OPED BY: Gp Cpt TP Srivastava (Retd)
Taiwan and South Korea are already producing three nano-meter microchips. Together these tiny nations on the globe (area-wise) control the global chip market to nearly 50%. Their important customers are US and China. Despite open hostility towards Taiwan, China imports about 40 percent of its chip requirements from Taiwan.
China holds the largest deposits of materials required for chip production. The US and a few European nations exclusively produce most of the hardware needed to manufacture chips, which control virtually everything in our daily lives starting from cell phones.
India does not feature on the global chip manufacturing map. Taiwan and South Korea are leaders in the field. It is not as if Indian entrepreneurs did not propose to set up the microprocessor/chip industry as far back as 1984.
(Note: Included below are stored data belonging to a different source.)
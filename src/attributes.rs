//! Per-element attribute filtering
//!
//! An attribute survives when its lowercased name is a global attribute, is
//! listed in the tag's rule (with or without a hook), or starts with `data-`
//! while the `data-*` wildcard is a global attribute. Survivors either go
//! through their hook or through the generic value sanitizers.

use crate::policy::{AttributeRule, SanitizePolicy, TagRule};
use crate::transform::ValueTransform;
use crate::tree::{attribute_name, attributes};
use crate::values::sanitize_value;
use html5ever::tendril::StrTendril;
use markup5ever_rcdom::Handle;
use std::borrow::Cow;
use tracing::trace;

const DATA_ATTRIBUTE_PREFIX: &str = "data-";

/// What happens to one attribute
#[derive(Clone, Copy)]
pub enum AttributeAction<'p> {
    /// Not whitelisted for this tag
    Drop,
    /// Whitelisted; value goes through the generic sanitizers
    Sanitize,
    /// Whitelisted with a hook; value goes through the hook only
    Transform(&'p dyn ValueTransform),
}

/// Decide the fate of attribute `name` (lowercase) under `tag_rule`
pub fn attribute_action<'p>(
    name: &str,
    tag_rule: Option<&'p TagRule>,
    policy: &SanitizePolicy,
) -> AttributeAction<'p> {
    match tag_rule.and_then(|rule| rule.get(name)) {
        Some(AttributeRule::Transformed(hook)) => AttributeAction::Transform(hook.as_ref()),
        Some(AttributeRule::Allowed) => AttributeAction::Sanitize,
        None if policy.is_global_attribute(name) => AttributeAction::Sanitize,
        None if policy.allows_data_attributes() && name.starts_with(DATA_ATTRIBUTE_PREFIX) => {
            AttributeAction::Sanitize
        }
        None => AttributeAction::Drop,
    }
}

/// Filter the attributes of element `node` whose lowercased tag is `tag`
///
/// Attributes are visited last to first over the initial count, so removing
/// one never shifts an attribute still to be visited. Attribute order of the
/// survivors is preserved. Non-elements are left alone.
pub fn sanitize_attributes(node: &Handle, tag: &str, policy: &SanitizePolicy) {
    let Some(attrs) = attributes(node) else {
        return;
    };
    let tag_rule = policy.tag_rule(tag);
    let mut attrs = attrs.borrow_mut();

    let mut index = attrs.len();
    while index > 0 {
        index -= 1;
        let name = attribute_name(&attrs[index]);

        let sanitized = match attribute_action(&name, tag_rule, policy) {
            AttributeAction::Drop => {
                trace!(tag, attribute = %name, "dropping attribute");
                attrs.remove(index);
                continue;
            }
            AttributeAction::Transform(hook) => Cow::Owned(hook.transform(&attrs[index].value)),
            AttributeAction::Sanitize => sanitize_value(&name, &attrs[index].value, policy),
        };

        if let Cow::Owned(value) = sanitized {
            if *value != *attrs[index].value {
                trace!(tag, attribute = %name, "rewriting attribute value");
                attrs[index].value = StrTendril::from(value);
            }
        }
    }
}
//! Audit trail of the nodes a pass removed or replaced

use std::collections::BTreeMap;

/// Ordered, append-only list of pruned node names
///
/// Entries appear in removal order. Since a kept node's children are scanned
/// last to first and a pruned node is never descended into, only the topmost
/// pruned node of each subtree is recorded.
#[derive(Debug, Clone, Default, PartialEq, Eq)]
pub struct RemovalLog {
    entries: Vec<String>,
}

impl RemovalLog {
    pub fn new() -> Self {
        Self::default()
    }

    pub fn record(&mut self, tag: &str) {
        self.entries.push(tag.to_string());
    }

    pub fn len(&self) -> usize {
        self.entries.len()
    }

    pub fn is_empty(&self) -> bool {
        self.entries.is_empty()
    }

    pub fn contains(&self, tag: &str) -> bool {
        self.entries.iter().any(|entry| entry == tag)
    }

    pub fn iter(&self) -> std::slice::Iter<'_, String> {
        self.entries.iter()
    }

    pub fn as_slice(&self) -> &[String] {
        &self.entries
    }

    /// Number of removals per tag name
    pub fn counts(&self) -> BTreeMap<&str, usize> {
        let mut counts = BTreeMap::new();
        for entry in &self.entries {
            *counts.entry(entry.as_str()).or_insert(0) += 1;
        }
        counts
    }

    pub fn into_vec(self) -> Vec<String> {
        self.entries
    }
}

impl IntoIterator for RemovalLog {
    type Item = String;
    type IntoIter = std::vec::IntoIter<String>;

    fn into_iter(self) -> Self::IntoIter {
        self.entries.into_iter()
    }
}

impl<'a> IntoIterator for &'a RemovalLog {
    type Item = &'a String;
    type IntoIter = std::slice::Iter<'a, String>;

    fn into_iter(self) -> Self::IntoIter {
        self.entries.iter()
    }
}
A semiconductor unit in the public sector called Semiconductor Complex Limited (SCL) was set up in Mohali near Chandigarh. It was destroyed in a fire in 1989. No one knows whether it was a deliberate act to burn the nascent but revolutionary industry or an accidental fire.
Silent Revolution
India is a strange country. Our media is adept at showcasing an insignificant event to score higher TRP and, in the process, miss reporting the revolutionary happenings. After PM Narendra Modi’s recent visit to the US in June 2023, the media was agog with writing about agreements with General Electric of the US to manufacture aero engines and the MQ-9 Reaper deal for 31 drones at the cost of around US$3 billion.
In the loud cacophony that followed from all and sundry questioning the deals, most of whom have no clue about either aero engine technology or MQ-9 Reaper, a most revolutionary agreement between the US and India did not even feature as a scroll on TV channels.
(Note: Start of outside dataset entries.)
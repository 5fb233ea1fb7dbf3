//! Building a policy from JSON and adding attribute hooks
//!
//! Shows a declarative policy loaded with serde, a tag rule whose `src` is
//! checked against a pattern, and a closure hook.

use html_whitelist_sanitizer::policy::{PolicyConfig, SanitizePolicy, TagRule};
use html_whitelist_sanitizer::sanitizer::HtmlSanitizer;
use html_whitelist_sanitizer::transform::PatternFilter;

const POLICY_JSON: &str = r#"{
    "tags": {
        "p": [],
        "a": ["href", "rel"],
        "img": ["src", "alt"],
        "br": []
    },
    "global_attributes": ["class", "title"],
    "css_classes": ["lead"],
    "keep_text": true
}"#;

fn main() {
    let config: PolicyConfig = serde_json::from_str(POLICY_JSON).expect("Invalid policy JSON");
    let youtube = PatternFilter::new(r"^https://www\.youtube\.com/embed/[A-Za-z0-9_-]{11}$")
        .expect("Invalid pattern");

    let policy = SanitizePolicy::from_config(config)
        .allow_tag(
            "iframe",
            TagRule::new()
                .transform("src", youtube)
                .allow("width")
                .allow("height"),
        )
        .allow_tag(
            "a",
            TagRule::new()
                .allow("href")
                .transform("rel", |_: &str| "nofollow noopener".to_string()),
        );

    let sanitizer = HtmlSanitizer::with_policy(policy);

    let inputs = [
        r#"<p class="lead intro">Hello <a href="/about" rel="me">about</a></p>"#,
        r#"<iframe src="https://www.youtube.com/embed/lBOwxXxesBo" width="560"></iframe>"#,
        r#"<iframe src="https://evil.example/embed" width="560"></iframe>"#,
        r#"<table><tr><td>cell text</td></tr></table><img src="a.png" alt="A" onerror="x()">"#,
    ];

    for html in inputs {
        let result = sanitizer.sanitize(html).expect("Sanitization failed");
        println!("in:      {html}");
        println!("out:     {}", result.html);
        println!("removed: {:?}\n", result.removed.as_slice());
    }
}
During PM’s visit, India signed a deal with a US-based Micron company to set up a semiconductor assembly and test facility. The estimated investment will be about US$3 billion, about the same amount as the Reaper deal. Micron has obtained permission from US authorities and is expected to produce state-of-the-art microchips.
India’s Quest To Enter Semiconductor Industry
The first serious effort to enter the microchip industry was made in December 2021 when the government of India announced an investment of nearly INR 80,000 crore (US$11 billion). Foxconn, a renowned company from chip superpower Taiwan, agreed to set up a chip manufacturing plant in Gujrat. Indian major Vedanta signed an MoU.
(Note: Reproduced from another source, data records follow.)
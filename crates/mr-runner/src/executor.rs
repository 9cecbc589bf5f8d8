//! Manifest executor
//!
//! Entries are decided in a fixed precedence: range skip, optional skip,
//! conditional skip, missing file, dry run, execute. Execution is strictly
//! sequential over a single connection; there is no per-statement timeout
//! and no transaction wrapping beyond what each SQL file declares itself.

use chrono::Utc;
use mr_core::{CoreResult, EntryStatus, MigrationEntry, RunConfig, RunRange};
use mr_db::Database;
use std::time::{Duration, Instant};

use crate::conditional::{should_run_conditional, ConditionalDecision};
use crate::error::RunnerResult;
use crate::logger::RunLogger;
use crate::report::{EntryOutcome, FailureKind, RunReport};

/// Upper bound on waiting for the connection to close
pub const CLOSE_TIMEOUT: Duration = Duration::from_secs(5);

/// Effective manifest plus the resolved `--from`/`--to` range
#[derive(Debug, Clone, PartialEq, Eq)]
pub struct ExecutionPlan {
    pub entries: Vec<MigrationEntry>,
    pub range: RunRange,
}

impl ExecutionPlan {
    /// Plan for `config`'s mode and range
    pub fn resolve(config: &RunConfig) -> CoreResult<Self> {
        let entries = config.manifest();
        let range = config.range(&entries)?;
        Ok(Self { entries, range })
    }

    /// Plan over explicit entries
    pub fn new(entries: Vec<MigrationEntry>, from: Option<&str>, to: Option<&str>) -> CoreResult<Self> {
        let range = mr_core::resolve_range(&entries, from, to)?;
        Ok(Self { entries, range })
    }

    pub fn len(&self) -> usize {
        self.entries.len()
    }

    pub fn is_empty(&self) -> bool {
        self.entries.is_empty()
    }
}

/// Walk `plan` against `db`, logging every decision.
///
/// Per-entry failures are recorded in the returned report. Without
/// `continue_on_error` the first failure stops the walk and sets
/// `RunReport::aborted`. An `Err` means the run log itself failed.
/// The connection is left open; see [`run_and_close`].
pub async fn execute_manifest(
    db: &dyn Database,
    plan: &ExecutionPlan,
    config: &RunConfig,
    logger: &mut RunLogger,
) -> RunnerResult<RunReport> {
    let total = plan.len();
    let mut report = RunReport::new(config, plan.range, total, db.db_type());

    logger.log(format!(
        "Manifest run {} started: mode={} backend={} entries={}",
        report.run_id,
        config.mode,
        db.db_type(),
        total
    ))?;
    logger.log(format!(
        "Flags: dry_run={} continue_on_error={} include_optional={}",
        config.dry_run, config.continue_on_error, config.include_optional
    ))?;
    if config.from_entry.is_some() || config.to_entry.is_some() {
        logger.log(format!(
            "Range: #{} ({}) .. #{} ({})",
            plan.range.start + 1,
            config.from_entry.as_deref().unwrap_or("start"),
            plan.range.end + 1,
            config.to_entry.as_deref().unwrap_or("end")
        ))?;
    }
    logger.log(format!("Repository root: {}", config.repo_root.display()))?;
    logger.log(format!("Log file: {}", logger.path().display()))?;

    for (index, entry) in plan.entries.iter().enumerate() {
        let outcome = run_entry(db, plan, config, index, entry).await;
        log_outcome(logger, total, &outcome)?;

        let failed = outcome.status == EntryStatus::Failed;
        let file = outcome.file.clone();
        let detail = outcome.detail.clone().unwrap_or_default();
        report.record(outcome);

        if failed && !config.continue_on_error {
            logger.log(format!(
                "Stopping after failure in {file} (use --continue-on-error to keep going)"
            ))?;
            report.aborted = Some(format!("{file}: {detail}"));
            break;
        }
    }

    report.finished_at = Some(Utc::now());
    Ok(report)
}

/// Run `plan` and then close `db` exactly once, whatever the outcome.
///
/// A close failure is logged but never replaces the run's own result.
pub async fn run_and_close(
    db: &dyn Database,
    plan: &ExecutionPlan,
    config: &RunConfig,
    logger: &mut RunLogger,
) -> RunnerResult<RunReport> {
    let result = execute_manifest(db, plan, config, logger).await;
    close_connection(db, logger, CLOSE_TIMEOUT).await;
    result
}

/// Close `db`, waiting at most `timeout`
pub async fn close_connection(db: &dyn Database, logger: &mut RunLogger, timeout: Duration) {
    let message = match tokio::time::timeout(timeout, db.close()).await {
        Ok(Ok(())) => {
            log::debug!("{} connection closed", db.db_type());
            return;
        }
        Ok(Err(e)) => format!("Failed to close database connection: {e}"),
        Err(_) => format!(
            "Timed out after {}ms closing database connection",
            timeout.as_millis()
        ),
    };
    if let Err(e) = logger.warn(&message) {
        log::warn!("{message} ({e})");
    }
}

/// Decide and, if due, execute one entry
async fn run_entry(
    db: &dyn Database,
    plan: &ExecutionPlan,
    config: &RunConfig,
    index: usize,
    entry: &MigrationEntry,
) -> EntryOutcome {
    let position = index + 1;

    if !plan.range.contains(index) {
        return EntryOutcome::new(position, entry, EntryStatus::SkippedRange);
    }

    if entry.optional && !config.include_optional {
        return EntryOutcome::new(position, entry, EntryStatus::SkippedOptional)
            .with_detail("optional, pass --include-optional to run");
    }

    match should_run_conditional(db, entry).await {
        Ok(ConditionalDecision::Run) => {}
        Ok(ConditionalDecision::Skip(reason)) => {
            let mut outcome = EntryOutcome::new(position, entry, EntryStatus::SkippedConditional)
                .with_detail(reason.to_string());
            outcome.skip_reason = Some(reason);
            return outcome;
        }
        Err(e) => {
            return EntryOutcome::failed(
                position,
                entry,
                FailureKind::ConditionalCheck,
                format!("conditional check failed: {e}"),
            );
        }
    }

    let path = config.entry_path(entry);
    if !path.exists() {
        return EntryOutcome::failed(
            position,
            entry,
            FailureKind::MissingFile,
            format!("file not found: {}", path.display()),
        );
    }

    let sql = match tokio::fs::read_to_string(&path).await {
        Ok(sql) => sql,
        Err(e) => {
            return EntryOutcome::failed(
                position,
                entry,
                FailureKind::Read,
                format!("failed to read {}: {e}", path.display()),
            );
        }
    };

    if config.dry_run {
        return EntryOutcome::new(position, entry, EntryStatus::DryRun)
            .with_detail(format!("would execute {} bytes", sql.len()))
            .with_checksum(&sql);
    }

    let started = Instant::now();
    let result = db.execute_batch(&sql).await;
    let elapsed_ms = started.elapsed().as_millis() as u64;

    let mut outcome = match result {
        Ok(()) => EntryOutcome::new(position, entry, EntryStatus::Executed),
        Err(e) => EntryOutcome::failed(position, entry, FailureKind::Execution, e.to_string()),
    };
    outcome.duration_ms = Some(elapsed_ms);
    outcome.with_checksum(&sql)
}

fn log_outcome(logger: &mut RunLogger, total: usize, outcome: &EntryOutcome) -> RunnerResult<()> {
    let mut line = format!(
        "[{}/{}] {} {}",
        outcome.position,
        total,
        outcome.label(),
        outcome.file
    );
    if let Some(ms) = outcome.duration_ms {
        line.push_str(&format!(" ({ms}ms)"));
    }
    if let Some(detail) = &outcome.detail {
        line.push_str(&format!(": {detail}"));
    }
    logger.log(line)
}

#[cfg(test)]
#[path = "executor_test.rs"]
mod tests;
As of now, it would be too premature to start counting chickens before they hatch, but a firm and decisive beginning has been made. While the yawning gap will take years to catch up, a strong initiative supported by the state will result in India becoming a chip-producing hub within a decade. Direct government investment and incentives offered to the chip industry will certainly result in India producing indigenous microchips and moving from merely assembling and packing the chips.
India must achieve self-sufficiency in this field sooner than later. Gross neglect of this vital technology development for the past 40 years has been one of the worst decisions by successive governments.
Vedanta-Foxconn Break Up
Foxconn, a Taiwanese entity, has withdrawn. While deliberations were on for more than one year to include another entity as part of the agreement. Specific reasons for the break-up may never be known, but keeping in view China’s open hostility towards Taiwan, it is quite possible that Taiwan may have been pressured into canceling the deal.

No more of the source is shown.